Over at the top right of our window, we’ve got this thing that looks like a pipe sort of with two arrows. This is the magical splitter bar. It’s subtle, but once you see it, you know it’s there. What I’m going to do is I’m going to grab this thing, and I’m going to drag it down. It defaults to showing where I currently am in the script in both the top pane and the bottom pane.
But let’s see in the top pane I want to go to line one.
Control + g - Go To
I want to go to the top of the script, so I’m going to do control + g for Go To, and then just do line one. So now I’m at the top of the script in the top pane. I can edit this here. I can type, I can save, this is all the same script, I’m just looking at the top of the script and the middle of the script at once.
Maintaining position when closing the splitter bar
When I close the splitter bar, which I can do at any time by just dragging it up, I want to click on the place where I want to remain before I close it.

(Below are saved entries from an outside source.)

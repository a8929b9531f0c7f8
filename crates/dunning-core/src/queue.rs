//! File-backed message queues between the suite's processes.
//!
//! Each consumer owns one append-only JSONL log plus a cursor file
//! holding how many lines it has processed. Producers append; the
//! consumer reads everything past its cursor and commits a new offset
//! once the batch is handled. Offsets are raw line counts, so a
//! malformed line still advances the cursor and can never wedge the
//! queue.
//!
//! Producers also keep a dedupe marker per `(kind, client, invoice)`
//! so a retried upstream event is not enqueued twice within the
//! dedupe window.
//!
//! # File Format
//!
//! `<queue_dir>/<consumer>.log`, one message per line:
//!
//! ```json
//! {"schema":"dunning.queue_message.v1","message_id":"1b9d6bcd-...","kind":"payment_received","client":"acme","invoice_id":"INV-100","queued_at":"2026-02-01T09:30:00Z","payload":{"amount_cents":150000}}
//! ```
//!
//! `<queue_dir>/<consumer>.cursor` holds the committed offset as a
//! decimal line count. Dedupe markers live under `<queue_dir>/dedupe/`
//! named by a digest of the message key, each containing the RFC 3339
//! time it was last sent.
//!
//! # Invariants
//!
//! - [INV-QUE-001] Commit offsets only move forward, and never past
//!   the end of the log.
//! - [INV-QUE-002] An uncommitted batch is redelivered in full on the
//!   next read; delivery is at-least-once.

use std::fs::OpenOptions;
use std::io::Write as _;
use std::path::{Path, PathBuf};
use std::time::Duration;

use chrono::{DateTime, Utc};
use serde::{Deserialize, Serialize};
use sha2::{Digest, Sha256};
use thiserror::Error;
use tracing::{debug, warn};
use uuid::Uuid;

use crate::record::hex_encode;
use crate::store::is_safe_component;

// ---------------------------------------------------------------------------
// Constants
// ---------------------------------------------------------------------------

/// Schema identifier embedded in every queue message.
pub const QUEUE_MESSAGE_SCHEMA: &str = "dunning.queue_message.v1";

/// Maximum serialized size of one message.
pub const MAX_QUEUE_MESSAGE_SIZE: usize = 16 * 1024;

/// Subdirectory of the queue dir holding producer dedupe markers.
pub const DEDUPE_DIR_NAME: &str = "dedupe";

/// Length of a dedupe marker file name.
const DEDUPE_KEY_LEN: usize = 16;

// ---------------------------------------------------------------------------
// Types
// ---------------------------------------------------------------------------

/// Errors from queue operations.
#[derive(Debug, Error)]
#[non_exhaustive]
pub enum QueueError {
    /// I/O failure.
    #[error("queue I/O error on {path}: {source}")]
    Io {
        /// Path the operation touched.
        path: String,
        /// Underlying error.
        #[source]
        source: std::io::Error,
    },

    /// Message serialization failed.
    #[error("queue message serialization failed: {0}")]
    Serialize(#[from] serde_json::Error),

    /// Serialized message exceeds [`MAX_QUEUE_MESSAGE_SIZE`].
    #[error("queue message of {size} bytes exceeds the {limit}-byte limit")]
    MessageTooLarge {
        /// Serialized size.
        size: usize,
        /// The enforced limit.
        limit: usize,
    },

    /// Consumer name failed validation.
    #[error("invalid consumer name {name:?}")]
    InvalidConsumer {
        /// The rejected name.
        name: String,
    },

    /// Commit offset is behind the cursor or past the end of the log.
    #[error("cannot commit offset {offset}: committed {committed}, log has {total} lines")]
    InvalidOffset {
        /// Offset that was requested.
        offset: u64,
        /// Offset currently committed.
        committed: u64,
        /// Lines currently in the log.
        total: u64,
    },

    /// Cursor file content is not a decimal offset.
    #[error("cursor file {path} is corrupt: {content:?}")]
    InvalidCursor {
        /// Path of the cursor file.
        path: String,
        /// The unparseable content.
        content: String,
    },
}

/// One message on a queue.
#[derive(Debug, Clone, PartialEq, Serialize, Deserialize)]
#[serde(deny_unknown_fields)]
pub struct QueueMessage {
    /// Always [`QUEUE_MESSAGE_SCHEMA`].
    pub schema: String,
    /// Unique id of this send.
    pub message_id: String,
    /// What happened, e.g. `payment_received`.
    pub kind: String,
    /// Client of the affected invoice.
    pub client: String,
    /// Invoice the message concerns.
    pub invoice_id: String,
    /// When the message was enqueued.
    pub queued_at: DateTime<Utc>,
    /// Kind-specific details.
    pub payload: serde_json::Value,
}

impl QueueMessage {
    /// Create a message stamped with the current time and a fresh id.
    #[must_use]
    pub fn new(kind: &str, client: &str, invoice_id: &str, payload: serde_json::Value) -> Self {
        Self {
            schema: QUEUE_MESSAGE_SCHEMA.to_string(),
            message_id: Uuid::new_v4().to_string(),
            kind: kind.to_string(),
            client: client.to_string(),
            invoice_id: invoice_id.to_string(),
            queued_at: Utc::now(),
            payload,
        }
    }

    /// Digest identifying this message for producer-side dedupe.
    /// Deliberately excludes `message_id` and `queued_at` so a retry
    /// of the same upstream event maps to the same key.
    #[must_use]
    pub fn dedupe_key(&self) -> String {
        let input = format!("{}:{}:{}", self.kind, self.client, self.invoice_id);
        let digest = Sha256::digest(input.as_bytes());
        let mut hex = hex_encode(&digest);
        hex.truncate(DEDUPE_KEY_LEN);
        hex
    }
}

/// Messages past the consumer's cursor, plus the offset to commit
/// after handling them.
#[derive(Debug, Clone, PartialEq)]
pub struct PendingBatch {
    /// Undelivered messages in append order.
    pub messages: Vec<QueueMessage>,
    /// Offset covering the whole batch.
    pub end_offset: u64,
}

/// One consumer's queue.
#[derive(Debug, Clone)]
pub struct MessageQueue {
    dir: PathBuf,
    consumer: String,
    dedupe_window: Duration,
}

impl MessageQueue {
    /// Open (creating if needed) the queue for `consumer`.
    ///
    /// # Errors
    ///
    /// Returns [`QueueError::InvalidConsumer`] for unsafe names, or
    /// [`QueueError::Io`] if the directories cannot be created.
    pub fn open(
        dir: impl Into<PathBuf>,
        consumer: &str,
        dedupe_window: Duration,
    ) -> Result<Self, QueueError> {
        if !is_safe_component(consumer) {
            return Err(QueueError::InvalidConsumer {
                name: consumer.to_string(),
            });
        }
        let dir = dir.into();
        std::fs::create_dir_all(&dir).map_err(|e| io_error(&dir, e))?;
        let dedupe_dir = dir.join(DEDUPE_DIR_NAME);
        std::fs::create_dir_all(&dedupe_dir).map_err(|e| io_error(&dedupe_dir, e))?;
        Ok(Self {
            dir,
            consumer: consumer.to_string(),
            dedupe_window,
        })
    }

    /// Name of the consumer this queue belongs to.
    #[must_use]
    pub fn consumer(&self) -> &str {
        &self.consumer
    }

    fn log_path(&self) -> PathBuf {
        self.dir.join(format!("{}.log", self.consumer))
    }

    fn cursor_path(&self) -> PathBuf {
        self.dir.join(format!("{}.cursor", self.consumer))
    }

    fn marker_path(&self, message: &QueueMessage) -> PathBuf {
        self.dir.join(DEDUPE_DIR_NAME).join(message.dedupe_key())
    }

    /// Append a message unless an identical send is still within the
    /// dedupe window. Returns whether the message was enqueued.
    ///
    /// # Errors
    ///
    /// Returns [`QueueError`] on serialization, size, or I/O failures.
    pub fn send(&self, message: &QueueMessage) -> Result<bool, QueueError> {
        let marker = self.marker_path(message);
        if self.marker_is_fresh(&marker)? {
            debug!(
                consumer = %self.consumer,
                kind = %message.kind,
                client = %message.client,
                invoice_id = %message.invoice_id,
                "duplicate send suppressed"
            );
            return Ok(false);
        }

        let mut line = serde_json::to_string(message)?;
        if line.len() > MAX_QUEUE_MESSAGE_SIZE {
            return Err(QueueError::MessageTooLarge {
                size: line.len(),
                limit: MAX_QUEUE_MESSAGE_SIZE,
            });
        }
        line.push('\n');

        let log_path = self.log_path();
        let mut file = OpenOptions::new()
            .create(true)
            .append(true)
            .open(&log_path)
            .map_err(|e| io_error(&log_path, e))?;
        file.write_all(line.as_bytes())
            .map_err(|e| io_error(&log_path, e))?;
        file.sync_all().map_err(|e| io_error(&log_path, e))?;

        std::fs::write(&marker, Utc::now().to_rfc3339()).map_err(|e| io_error(&marker, e))?;
        self.prune_stale_markers()?;

        debug!(
            consumer = %self.consumer,
            kind = %message.kind,
            invoice_id = %message.invoice_id,
            "message queued"
        );
        Ok(true)
    }

    /// Whether a dedupe marker exists and is younger than the window.
    /// Unreadable or unparseable markers count as absent.
    fn marker_is_fresh(&self, marker: &Path) -> Result<bool, QueueError> {
        let content = match std::fs::read_to_string(marker) {
            Ok(content) => content,
            Err(e) if e.kind() == std::io::ErrorKind::NotFound => return Ok(false),
            Err(e) => return Err(io_error(marker, e)),
        };
        let Ok(sent_at) = DateTime::parse_from_rfc3339(content.trim()) else {
            return Ok(false);
        };
        let age = Utc::now().signed_duration_since(sent_at.with_timezone(&Utc));
        let window =
            chrono::Duration::from_std(self.dedupe_window).unwrap_or(chrono::Duration::MAX);
        Ok(age <= window)
    }

    fn prune_stale_markers(&self) -> Result<(), QueueError> {
        let dedupe_dir = self.dir.join(DEDUPE_DIR_NAME);
        let entries = match std::fs::read_dir(&dedupe_dir) {
            Ok(entries) => entries,
            Err(e) if e.kind() == std::io::ErrorKind::NotFound => return Ok(()),
            Err(e) => return Err(io_error(&dedupe_dir, e)),
        };
        for entry in entries {
            let entry = entry.map_err(|e| io_error(&dedupe_dir, e))?;
            let path = entry.path();
            if !self.marker_is_fresh(&path)? {
                match std::fs::remove_file(&path) {
                    Ok(()) => {},
                    Err(e) if e.kind() == std::io::ErrorKind::NotFound => {},
                    Err(e) => return Err(io_error(&path, e)),
                }
            }
        }
        Ok(())
    }

    /// Everything past the consumer's cursor.
    ///
    /// Malformed lines are skipped with a warning but still counted in
    /// the returned offset, so committing the batch moves past them.
    ///
    /// # Errors
    ///
    /// Returns [`QueueError`] if the log or cursor cannot be read.
    pub fn pending(&self) -> Result<PendingBatch, QueueError> {
        let committed = self.committed_offset()?;
        let log_path = self.log_path();
        let content = match std::fs::read_to_string(&log_path) {
            Ok(content) => content,
            Err(e) if e.kind() == std::io::ErrorKind::NotFound => String::new(),
            Err(e) => return Err(io_error(&log_path, e)),
        };

        let mut messages = Vec::new();
        let mut total = 0_u64;
        for (index, line) in content.lines().enumerate() {
            total += 1;
            if (index as u64) < committed {
                continue;
            }
            match serde_json::from_str::<QueueMessage>(line) {
                Ok(message) if message.schema == QUEUE_MESSAGE_SCHEMA => messages.push(message),
                Ok(message) => {
                    warn!(
                        consumer = %self.consumer,
                        line = index + 1,
                        schema = %message.schema,
                        "skipping message with unknown schema"
                    );
                },
                Err(e) => {
                    warn!(
                        consumer = %self.consumer,
                        line = index + 1,
                        error = %e,
                        "skipping malformed queue line"
                    );
                },
            }
        }
        Ok(PendingBatch {
            messages,
            end_offset: total,
        })
    }

    /// Advance the cursor to `offset`.
    ///
    /// # Errors
    ///
    /// Returns [`QueueError::InvalidOffset`] if `offset` is behind the
    /// committed cursor or past the end of the log.
    pub fn commit(&self, offset: u64) -> Result<(), QueueError> {
        let committed = self.committed_offset()?;
        let total = self.total_lines()?;
        if offset < committed || offset > total {
            return Err(QueueError::InvalidOffset {
                offset,
                committed,
                total,
            });
        }

        let cursor_path = self.cursor_path();
        let mut temp =
            tempfile::NamedTempFile::new_in(&self.dir).map_err(|e| io_error(&self.dir, e))?;
        temp.as_file_mut()
            .write_all(offset.to_string().as_bytes())
            .map_err(|e| io_error(temp.path(), e))?;
        temp.as_file()
            .sync_all()
            .map_err(|e| io_error(temp.path(), e))?;
        temp.persist(&cursor_path)
            .map_err(|e| io_error(&cursor_path, e.error))?;

        debug!(consumer = %self.consumer, offset, "cursor committed");
        Ok(())
    }

    /// Number of uncommitted messages.
    ///
    /// # Errors
    ///
    /// Returns [`QueueError`] if the log or cursor cannot be read.
    pub fn depth(&self) -> Result<u64, QueueError> {
        let committed = self.committed_offset()?;
        let total = self.total_lines()?;
        Ok(total.saturating_sub(committed))
    }

    fn committed_offset(&self) -> Result<u64, QueueError> {
        let cursor_path = self.cursor_path();
        let content = match std::fs::read_to_string(&cursor_path) {
            Ok(content) => content,
            Err(e) if e.kind() == std::io::ErrorKind::NotFound => return Ok(0),
            Err(e) => return Err(io_error(&cursor_path, e)),
        };
        content
            .trim()
            .parse()
            .map_err(|_| QueueError::InvalidCursor {
                path: cursor_path.display().to_string(),
                content: content.trim().to_string(),
            })
    }

    fn total_lines(&self) -> Result<u64, QueueError> {
        let log_path = self.log_path();
        let content = match std::fs::read_to_string(&log_path) {
            Ok(content) => content,
            Err(e) if e.kind() == std::io::ErrorKind::NotFound => return Ok(0),
            Err(e) => return Err(io_error(&log_path, e)),
        };
        Ok(content.lines().count() as u64)
    }
}

fn io_error(path: &Path, source: std::io::Error) -> QueueError {
    QueueError::Io {
        path: path.display().to_string(),
        source,
    }
}

// ---------------------------------------------------------------------------
// Tests
// ---------------------------------------------------------------------------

In other words, if I was to click here at this RAISERROR and then close the splitter bar, it would leave me back at the top of the script, because that’s where I am in this top pane.
But I want to stay in the middle of the script, so I’m going to click here on close the splitter bar.
You don’t have to highlight, I just did, and then close it, and it leaves me at that place in the script.
Control + i - Quick find
I can even use features like find in both panes, which is really cool. I’m going to reopen my splitter bar by dragging it down, and now in the top bar, I’m going to do control + i. I like control + i, because it brings up quick find, which is super simple to use. It doesn’t have a ton of options on it, no regular expressions, no nothing. I want to find all instances of the word ‘lose’.
The first instance, I can’t quite see it on the screen, so I’m going to hit control + i again to say, okay, bring the next instance up to me. Okay, there’s one instance.
I do control + i again, it finds ‘lose’ in the word ‘close’. Do control + i again, I’m at ‘close the splitter bar’. I can iterate through these and stop wherever I want. Esc makes the find go away. Similarly, in the bottom pane, I can do control + i, and I get a find in the bottom pane. They’re independent.
Here I want to find the word ‘quick’. Note that it’s finding, even though I did ‘quick’, I didn’t have to do anything special to find quick with upper case. And same thing, control + i will iterate through them until I am where I want.
And I find that control + i really, really easy to use. The splitter bar and being able to edit in both panes, as well as being able to use tools like quick find, , or find and replace, , really super flexible and makes working with long scripts much, much easier.